━━━ Supplied entries ━━━

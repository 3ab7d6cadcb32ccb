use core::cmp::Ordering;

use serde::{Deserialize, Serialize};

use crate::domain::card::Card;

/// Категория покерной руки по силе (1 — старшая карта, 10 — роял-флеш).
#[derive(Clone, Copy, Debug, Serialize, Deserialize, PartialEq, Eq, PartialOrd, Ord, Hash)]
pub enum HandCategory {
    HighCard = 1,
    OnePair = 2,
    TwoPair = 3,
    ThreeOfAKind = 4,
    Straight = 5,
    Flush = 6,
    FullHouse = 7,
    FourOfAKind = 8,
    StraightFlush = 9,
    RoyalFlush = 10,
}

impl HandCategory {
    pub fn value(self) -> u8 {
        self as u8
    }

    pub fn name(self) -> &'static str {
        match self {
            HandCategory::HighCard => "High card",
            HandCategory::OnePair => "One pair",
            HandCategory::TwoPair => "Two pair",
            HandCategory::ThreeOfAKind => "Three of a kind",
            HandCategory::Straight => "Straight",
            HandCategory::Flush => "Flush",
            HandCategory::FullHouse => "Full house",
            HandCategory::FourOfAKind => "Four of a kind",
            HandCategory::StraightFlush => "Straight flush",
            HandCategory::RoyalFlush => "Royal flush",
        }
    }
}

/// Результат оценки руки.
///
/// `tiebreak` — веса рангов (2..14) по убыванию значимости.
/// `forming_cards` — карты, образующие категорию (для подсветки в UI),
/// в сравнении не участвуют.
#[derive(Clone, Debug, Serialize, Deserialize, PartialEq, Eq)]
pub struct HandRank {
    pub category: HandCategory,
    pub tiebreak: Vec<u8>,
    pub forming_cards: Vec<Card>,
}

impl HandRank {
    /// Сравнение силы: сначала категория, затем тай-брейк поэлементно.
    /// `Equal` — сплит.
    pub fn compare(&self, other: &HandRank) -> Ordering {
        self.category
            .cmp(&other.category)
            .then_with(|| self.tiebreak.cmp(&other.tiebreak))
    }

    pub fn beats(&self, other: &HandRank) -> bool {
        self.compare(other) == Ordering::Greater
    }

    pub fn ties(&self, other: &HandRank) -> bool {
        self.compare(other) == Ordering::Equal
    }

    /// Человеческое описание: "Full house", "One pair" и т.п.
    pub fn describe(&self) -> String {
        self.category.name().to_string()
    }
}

━━━

Each line from the one that contains "pub struct HandRank" through the last line of the listing above should be written out exactly, and no other line.

pub struct HandRank {
    pub category: HandCategory,
    pub tiebreak: Vec<u8>,
    pub forming_cards: Vec<Card>,
}

impl HandRank {
    /// Сравнение силы: сначала категория, затем тай-брейк поэлементно.
    /// `Equal` — сплит.
    pub fn compare(&self, other: &HandRank) -> Ordering {
        self.category
            .cmp(&other.category)
            .then_with(|| self.tiebreak.cmp(&other.tiebreak))
    }

    pub fn beats(&self, other: &HandRank) -> bool {
        self.compare(other) == Ordering::Greater
    }

    pub fn ties(&self, other: &HandRank) -> bool {
        self.compare(other) == Ordering::Equal
    }

    /// Человеческое описание: "Full house", "One pair" и т.п.
    pub fn describe(&self) -> String {
        self.category.name().to_string()
    }
}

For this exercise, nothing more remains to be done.